## What the exercise asks
The entire listing below is to be transcribed without a single slip.

## Data shown
use std::time::{Duration, Instant};

use axum::extract::Request;
use axum::http::{HeaderName, HeaderValue};
use axum::middleware::Next;
use axum::response::Response;
use tracing::debug;

const SERVER_TIMING: HeaderName = HeaderName::from_static("server-timing");

/// `app;dur=<ms>` with microsecond precision.
fn server_timing(elapsed: Duration) -> Option<HeaderValue> {
    let ms = elapsed.as_secs_f64() * 1000.0;
    HeaderValue::from_str(&format!("app;dur={ms:.3}")).ok()
}

/// Stamps every response with how long the handler took and logs the request
/// at debug level.
pub async fn server_timing_layer(req: Request, next: Next) -> Response {
    let method = req.method().clone();
    let uri = req.uri().clone();
    let started = Instant::now();

    let mut response = next.run(req).await;
    let elapsed = started.elapsed();

    if let Some(value) = server_timing(elapsed) {
        response.headers_mut().insert(SERVER_TIMING, value);
    }
    debug!(
        %method,
        path = uri.path(),
        status = response.status().as_u16(),
        elapsed_ms = elapsed.as_secs_f64() * 1000.0,
        "handled scrape"
    );

    response
}
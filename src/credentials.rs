use std::fmt;

use crate::error::FetchError;

pub const USERNAME_VAR: &str = "NGENIX_USERNAME";
pub const PASSWORD_VAR: &str = "NGENIX_PASSWORD";
pub const CONFIG_ID_VAR: &str = "NGENIX_CONFIG_ID";

/// Basic-auth pair plus the upstream configuration being queried.
#[derive(Clone, PartialEq, Eq)]
pub struct Credentials {
    pub username: String,
    pub password: String,
    pub config_id: u64,
}

impl fmt::Debug for Credentials {
    fn fmt(&self, f: &mut fmt::Formatter<'_>) -> fmt::Result {
        f.debug_struct("Credentials")
            .field("username", &self.username)
            .field("password", &"<redacted>")
            .field("config_id", &self.config_id)
            .finish()
    }
}

/// Where a poller gets its credentials from on every tick.
pub trait CredentialSource: Send + Sync + 'static {
    fn load(&self) -> Result<Credentials, FetchError>;
}

impl CredentialSource for Credentials {
    fn load(&self) -> Result<Credentials, FetchError> {
        Ok(self.clone())
    }
}

type Lookup = fn(&str) -> Option<String>;

fn process_env(key: &str) -> Option<String> {
    std::env::var(key).ok()
}

/// Reads `NGENIX_*` variables each time it is asked, so credentials can be
/// rotated without a restart.
#[derive(Debug, Clone)]
pub struct EnvCredentials {
    lookup: Lookup,
    config_id_override: Option<u64>,
}

impl EnvCredentials {
    pub fn new(config_id_override: Option<u64>) -> Self {
        Self::with_lookup(process_env, config_id_override)
    }

    pub fn with_lookup(lookup: Lookup, config_id_override: Option<u64>) -> Self {
        Self {
            lookup,
            config_id_override,
        }
    }

    fn var(&self, key: &str) -> Option<String> {
        (self.lookup)(key).filter(|v| !v.is_empty())
    }
}

impl CredentialSource for EnvCredentials {
    fn load(&self) -> Result<Credentials, FetchError> {
        let (Some(username), Some(password)) = (self.var(USERNAME_VAR), self.var(PASSWORD_VAR))
        else {
            return Err(FetchError::MissingCredentials);
        };

        let config_id = match self.config_id_override {
            Some(id) => id,
            None => {
                let raw = self.var(CONFIG_ID_VAR).ok_or(FetchError::MissingConfigId)?;
                raw.trim()
                    .parse()
                    .map_err(|_| FetchError::InvalidConfigId(raw))?
            }
        };

        Ok(Credentials {
            username,
            password,
            config_id,
        })
    }
}

#[cfg(test)]
mod tests {
    use super::*;

    fn full(key: &str) -> Option<String> {
        match key {
            USERNAME_VAR => Some("user".into()),
            PASSWORD_VAR => Some("secret".into()),
            CONFIG_ID_VAR => Some("91051".into()),
            _ => None,
        }
    }

    fn no_password(key: &str) -> Option<String> {
        match key {
            PASSWORD_VAR => Some(String::new()),
            other => full(other),
        }
    }

    fn no_config_id(key: &str) -> Option<String> {
        match key {
            CONFIG_ID_VAR => None,
            other => full(other),
        }
    }

    fn bad_config_id(key: &str) -> Option<String> {
        match key {
            CONFIG_ID_VAR => Some("abc".into()),
            other => full(other),
        }
    }

    #[test]
    fn loads_all_three_values() {
        let creds = EnvCredentials::with_lookup(full, None).load().unwrap();
        assert_eq!(creds.username, "user");
        assert_eq!(creds.password, "secret");
        assert_eq!(creds.config_id, 91051);
    }

    #[test]
    fn empty_password_counts_as_missing() {
        let err = EnvCredentials::with_lookup(no_password, None).load().unwrap_err();
        assert!(matches!(err, FetchError::MissingCredentials));
    }

    #[test]
    fn missing_config_id_is_an_error() {
        let err = EnvCredentials::with_lookup(no_config_id, None).load().unwrap_err();
        assert!(matches!(err, FetchError::MissingConfigId));
    }

    #[test]
    fn override_replaces_env_config_id() {
        let creds = EnvCredentials::with_lookup(no_config_id, Some(7)).load().unwrap();
        assert_eq!(creds.config_id, 7);
    }

    #[test]
    fn non_numeric_config_id_is_rejected() {
        let err = EnvCredentials::with_lookup(bad_config_id, None).load().unwrap_err();
        assert!(matches!(err, FetchError::InvalidConfigId(ref raw) if raw == "abc"));
    }

    #[test]
    fn debug_output_hides_password() {
        let creds = EnvCredentials::with_lookup(full, None).load().unwrap();
        let rendered = format!("{creds:?}");
        assert!(!rendered.contains("secret"));
        assert!(rendered.contains("<redacted>"));
    }
}
pub mod responses;
pub mod window;

use std::time::Duration;

use reqwest::StatusCode;
use serde::de::DeserializeOwned;
use url::Url;

use crate::credentials::Credentials;
use crate::error::FetchError;

pub use window::TimeWindow;

pub const DEFAULT_BASE_URL: &str = "https://api.ngenix.net";

/// Thin wrapper over a shared `reqwest::Client` bound to one API host.
///
/// Cloning is cheap; every clone reuses the same connection pool.
#[derive(Debug, Clone)]
pub struct UpstreamClient {
    http: reqwest::Client,
    base_url: Url,
}

impl UpstreamClient {
    /// `timeout: None` leaves requests unbounded, matching the plain client
    /// default.
    pub fn new(base_url: Url, timeout: Option<Duration>) -> Result<Self, reqwest::Error> {
        let mut builder = reqwest::Client::builder();
        if let Some(timeout) = timeout {
            builder = builder.timeout(timeout);
        }
        Ok(Self {
            http: builder.build()?,
            base_url,
        })
    }

    pub fn base_url(&self) -> &Url {
        &self.base_url
    }

    pub fn endpoint_url(&self, path: &str, query: &[(&str, String)]) -> Result<Url, FetchError> {
        let mut url = self.base_url.join(path)?;
        url.query_pairs_mut()
            .extend_pairs(query.iter().map(|(k, v)| (*k, v.as_str())));
        Ok(url)
    }

    /// One authenticated GET. Anything but `200 OK` is an error, and the body
    /// is only decoded once the status has been checked.
    pub async fn get_json<T: DeserializeOwned>(
        &self,
        url: Url,
        credentials: &Credentials,
    ) -> Result<T, FetchError> {
        let resp = self
            .http
            .get(url)
            .basic_auth(&credentials.username, Some(&credentials.password))
            .send()
            .await?;

        if resp.status() != StatusCode::OK {
            return Err(FetchError::Status(resp.status()));
        }

        let body = resp.bytes().await?;
        Ok(serde_json::from_slice(&body)?)
    }
}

## Response
use std::time::{Duration, Instant};

use axum::extract::Request;
use axum::http::{HeaderName, HeaderValue};
use axum::middleware::Next;
use axum::response::Response;
use tracing::debug;

const SERVER_TIMING: HeaderName = HeaderName::from_static("server-timing");

/// `app;dur=<ms>` with microsecond precision.
fn server_timing(elapsed: Duration) -> Option<HeaderValue> {
    let ms = elapsed.as_secs_f64() * 1000.0;
    HeaderValue::from_str(&format!("app;dur={ms:.3}")).ok()
}

/// Stamps every response with how long the handler took and logs the request
/// at debug level.
pub async fn server_timing_layer(req: Request, next: Next) -> Response {
    let method = req.method().clone();
    let uri = req.uri().clone();
    let started = Instant::now();

    let mut response = next.run(req).await;
    let elapsed = started.elapsed();

    if let Some(value) = server_timing(elapsed) {
        response.headers_mut().insert(SERVER_TIMING, value);
    }
    debug!(
        %method,
        path = uri.path(),
        status = response.status().as_u16(),
        elapsed_ms = elapsed.as_secs_f64() * 1000.0,
        "handled scrape"
    );

    response
}
filename src/credentials.rs
use std::fmt;

use crate::error::FetchError;

pub const USERNAME_VAR: &str = "NGENIX_USERNAME";
pub const PASSWORD_VAR: &str = "NGENIX_PASSWORD";
pub const CONFIG_ID_VAR: &str = "NGENIX_CONFIG_ID";

/// Basic-auth pair plus the upstream configuration being queried.
#[derive(Clone, PartialEq, Eq)]
pub struct Credentials {
    pub username: String,
    pub password: String,
    pub config_id: u64,
}

impl fmt::Debug for Credentials {
    fn fmt(&self, f: &mut fmt::Formatter<'_>) -> fmt::Result {
        f.debug_struct("Credentials")
            .field("username", &self.username)
            .field("password", &"<redacted>")
            .field("config_id", &self.config_id)
            .finish()
    }
}

/// Where a poller gets its credentials from on every tick.
pub trait CredentialSource: Send + Sync + 'static {
    fn load(&self) -> Result<Credentials, FetchError>;
}

impl CredentialSource for Credentials {
    fn load(&self) -> Result<Credentials, FetchError> {
        Ok(self.clone())
    }
}

type Lookup = fn(&str) -> Option<String>;

fn process_env(key: &str) -> Option<String> {
    std::env::var(key).ok()
}

/// Reads `NGENIX_*` variables each time it is asked, so credentials can be
/// rotated without a restart.
#[derive(Debug, Clone)]
pub struct EnvCredentials {
    lookup: Lookup,
    config_id_override: Option<u64>,
}

impl EnvCredentials {
    pub fn new(config_id_override: Option<u64>) -> Self {
        Self::with_lookup(process_env, config_id_override)
    }

    pub fn with_lookup(lookup: Lookup, config_id_override: Option<u64>) -> Self {
        Self {
            lookup,
            config_id_override,
        }
    }

    fn var(&self, key: &str) -> Option<String> {
        (self.lookup)(key).filter(|v| !v.is_empty())
    }
}

impl CredentialSource for EnvCredentials {
    fn load(&self) -> Result<Credentials, FetchError> {
        let (Some(username), Some(password)) = (self.var(USERNAME_VAR), self.var(PASSWORD_VAR))
        else {
            return Err(FetchError::MissingCredentials);
        };

        let config_id = match self.config_id_override {
            Some(id) => id,
            None => {
                let raw = self.var(CONFIG_ID_VAR).ok_or(FetchError::MissingConfigId)?;
                raw.trim()
                    .parse()
                    .map_err(|_| FetchError::InvalidConfigId(raw))?
            }
        };

        Ok(Credentials {
            username,
            password,
            config_id,
        })
    }
}

#[cfg(test)]
mod tests {
    use super::*;

    fn full(key: &str) -> Option<String> {
        match key {
            USERNAME_VAR => Some("user".into()),
            PASSWORD_VAR => Some("secret".into()),
            CONFIG_ID_VAR => Some("91051".into()),
            _ => None,
        }
    }

    fn no_password(key: &str) -> Option<String> {
        match key {
            PASSWORD_VAR => Some(String::new()),
            other => full(other),
        }
    }

    fn no_config_id(key: &str) -> Option<String> {
        match key {
            CONFIG_ID_VAR => None,
            other => full(other),
        }
    }

    fn bad_config_id(key: &str) -> Option<String> {
        match key {
            CONFIG_ID_VAR => Some("abc".into()),
            other => full(other),
        }
    }

    #[test]
    fn loads_all_three_values() {
        let creds = EnvCredentials::with_lookup(full, None).load().unwrap();
        assert_eq!(creds.username, "user");
        assert_eq!(creds.password, "secret");
        assert_eq!(creds.config_id, 91051);
    }

    #[test]
    fn empty_password_counts_as_missing() {
        let err = EnvCredentials::with_lookup(no_password, None).load().unwrap_err();
        assert!(matches!(err, FetchError::MissingCredentials));
    }

    #[test]
    fn missing_config_id_is_an_error() {
        let err = EnvCredentials::with_lookup(no_config_id, None).load().unwrap_err();
        assert!(matches!(err, FetchError::MissingConfigId));
    }

    #[test]
    fn override_replaces_env_config_id() {
        let creds = EnvCredentials::with_lookup(no_config_id, Some(7)).load().unwrap();
        assert_eq!(creds.config_id, 7);
    }

    #[test]
    fn non_numeric_config_id_is_rejected() {
        let err = EnvCredentials::with_lookup(bad_config_id, None).load().unwrap_err();
        assert!(matches!(err, FetchError::InvalidConfigId(ref raw) if raw == "abc"));
    }

    #[test]
    fn debug_output_hides_password() {
        let creds = EnvCredentials::with_lookup(full, None).load().unwrap();
        let rendered = format!("{creds:?}");
        assert!(!rendered.contains("secret"));
        assert!(rendered.contains("<redacted>"));
    }
}
pub mod responses;
pub mod window;

use std::time::Duration;

use reqwest::StatusCode;
use serde::de::DeserializeOwned;
use url::Url;

use crate::credentials::Credentials;
use crate::error::FetchError;

pub use window::TimeWindow;

pub const DEFAULT_BASE_URL: &str = "https://api.ngenix.net";

/// Thin wrapper over a shared `reqwest::Client` bound to one API host.
///
/// Cloning is cheap; every clone reuses the same connection pool.
#[derive(Debug, Clone)]
pub struct UpstreamClient {
    http: reqwest::Client,
    base_url: Url,
}

impl UpstreamClient {
    /// `timeout: None` leaves requests unbounded, matching the plain client
    /// default.
    pub fn new(base_url: Url, timeout: Option<Duration>) -> Result<Self, reqwest::Error> {
        let mut builder = reqwest::Client::builder();
        if let Some(timeout) = timeout {
            builder = builder.timeout(timeout);
        }
        Ok(Self {
            http: builder.build()?,
            base_url,
        })
    }

    pub fn base_url(&self) -> &Url {
        &self.base_url
    }

    pub fn endpoint_url(&self, path: &str, query: &[(&str, String)]) -> Result<Url, FetchError> {
        let mut url = self.base_url.join(path)?;
        url.query_pairs_mut()
            .extend_pairs(query.iter().map(|(k, v)| (*k, v.as_str())));
        Ok(url)
    }

    /// One authenticated GET. Anything but `200 OK` is an error, and the body
    /// is only decoded once the status has been checked.
    pub async fn get_json<T: DeserializeOwned>(
        &self,
        url: Url,
        credentials: &Credentials,
    ) -> Result<T, FetchError> {
        let resp = self
            .http
            .get(url)
            .basic_auth(&credentials.username, Some(&credentials.password))
            .send()
            .await?;

        if resp.status() != StatusCode::OK {
            return Err(FetchError::Status(resp.status()));
        }

        let body = resp.bytes().await?;
        Ok(serde_json::from_slice(&body)?)
    }
}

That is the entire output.